#### [What the task asks]
Every single record needs to be restated word for word.

━━━ Data records

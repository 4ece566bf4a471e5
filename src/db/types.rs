//! Cell value types for query results.
//!
//! Values serialize to plain JSON: scalars map to their JSON counterparts,
//! binary data becomes a base64 string, and JSON columns embed as-is.

use base64::engine::general_purpose::STANDARD;
use base64::Engine;
use serde::{Serialize, Serializer};

/// A row of data from a query result.
pub type Row = Vec<Value>;

/// Represents a single value fetched from the engine.
#[derive(Debug, Clone, Default, PartialEq)]
pub enum Value {
    /// NULL value.
    #[default]
    Null,

    /// Boolean value.
    Bool(bool),

    /// Signed integer (up to i64).
    Int(i64),

    /// Floating point number.
    Float(f64),

    /// Text value. Also used for decimals, temporal types and UUIDs.
    String(String),

    /// Binary data.
    Bytes(Vec<u8>),

    /// Structured JSON document.
    Json(serde_json::Value),
}

impl Serialize for Value {
    fn serialize<S>(&self, serializer: S) -> Result<S::Ok, S::Error>
    where
        S: Serializer,
    {
        match self {
            Value::Null => serializer.serialize_unit(),
            Value::Bool(b) => serializer.serialize_bool(*b),
            Value::Int(i) => serializer.serialize_i64(*i),
            Value::Float(f) => serializer.serialize_f64(*f),
            Value::String(s) => serializer.serialize_str(s),
            Value::Bytes(b) => serializer.serialize_str(&STANDARD.encode(b)),
            Value::Json(j) => j.serialize(serializer),
        }
    }
}

// Conversion implementations for common types
impl From<bool> for Value {
    fn from(v: bool) -> Self {
        Value::Bool(v)
    }
}

impl From<i32> for Value {
    fn from(v: i32) -> Self {
        Value::Int(v as i64)
    }
}

impl From<i64> for Value {
    fn from(v: i64) -> Self {
        Value::Int(v)
    }
}

impl From<f64> for Value {
    fn from(v: f64) -> Self {
        Value::Float(v)
    }
}

impl From<String> for Value {
    fn from(v: String) -> Self {
        Value::String(v)
    }
}

impl From<&str> for Value {
    fn from(v: &str) -> Self {
        Value::String(v.to_string())
    }
}

impl<T> From<Option<T>> for Value
where
    T: Into<Value>,
{
    fn from(v: Option<T>) -> Self {
        match v {
            Some(val) => val.into(),
            None => Value::Null,
        }
    }
}

impl From<Vec<u8>> for Value {
    fn from(v: Vec<u8>) -> Self {
        Value::Bytes(v)
    }
}

impl From<serde_json::Value> for Value {
    fn from(v: serde_json::Value) -> Self {
        Value::Json(v)
    }
}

━━━━━━

#### [Written answer]
repository 4ece566bf4a471e5
filename src/db/types.rs
//! Cell value types for query results.
//!
//! Values serialize to plain JSON: scalars map to their JSON counterparts,
//! binary data becomes a base64 string, and JSON columns embed as-is.

use base64::engine::general_purpose::STANDARD;
use base64::Engine;
use serde::{Serialize, Serializer};

/// A row of data from a query result.
pub type Row = Vec<Value>;

/// Represents a single value fetched from the engine.
#[derive(Debug, Clone, Default, PartialEq)]
pub enum Value {
    /// NULL value.
    #[default]
    Null,

    /// Boolean value.
    Bool(bool),

    /// Signed integer (up to i64).
    Int(i64),

    /// Floating point number.
    Float(f64),

    /// Text value. Also used for decimals, temporal types and UUIDs.
    String(String),

    /// Binary data.
    Bytes(Vec<u8>),

    /// Structured JSON document.
    Json(serde_json::Value),
}

impl Serialize for Value {
    fn serialize<S>(&self, serializer: S) -> Result<S::Ok, S::Error>
    where
        S: Serializer,
    {
        match self {
            Value::Null => serializer.serialize_unit(),
            Value::Bool(b) => serializer.serialize_bool(*b),
            Value::Int(i) => serializer.serialize_i64(*i),
            Value::Float(f) => serializer.serialize_f64(*f),
            Value::String(s) => serializer.serialize_str(s),
            Value::Bytes(b) => serializer.serialize_str(&STANDARD.encode(b)),
            Value::Json(j) => j.serialize(serializer),
        }
    }
}

// Conversion implementations for common types
impl From<bool> for Value {
    fn from(v: bool) -> Self {
        Value::Bool(v)
    }
}

impl From<i32> for Value {
    fn from(v: i32) -> Self {
        Value::Int(v as i64)
    }
}

impl From<i64> for Value {
    fn from(v: i64) -> Self {
        Value::Int(v)
    }
}

impl From<f64> for Value {
    fn from(v: f64) -> Self {
        Value::Float(v)
    }
}

impl From<String> for Value {
    fn from(v: String) -> Self {
        Value::String(v)
    }
}

impl From<&str> for Value {
    fn from(v: &str) -> Self {
        Value::String(v.to_string())
    }
}

impl<T> From<Option<T>> for Value
where
    T: Into<Value>,
{
    fn from(v: Option<T>) -> Self {
        match v {
            Some(val) => val.into(),
            None => Value::Null,
        }
    }
}

impl From<Vec<u8>> for Value {
    fn from(v: Vec<u8>) -> Self {
        Value::Bytes(v)
    }
}

impl From<serde_json::Value> for Value {
    fn from(v: serde_json::Value) -> Self {
        Value::Json(v)
    }
}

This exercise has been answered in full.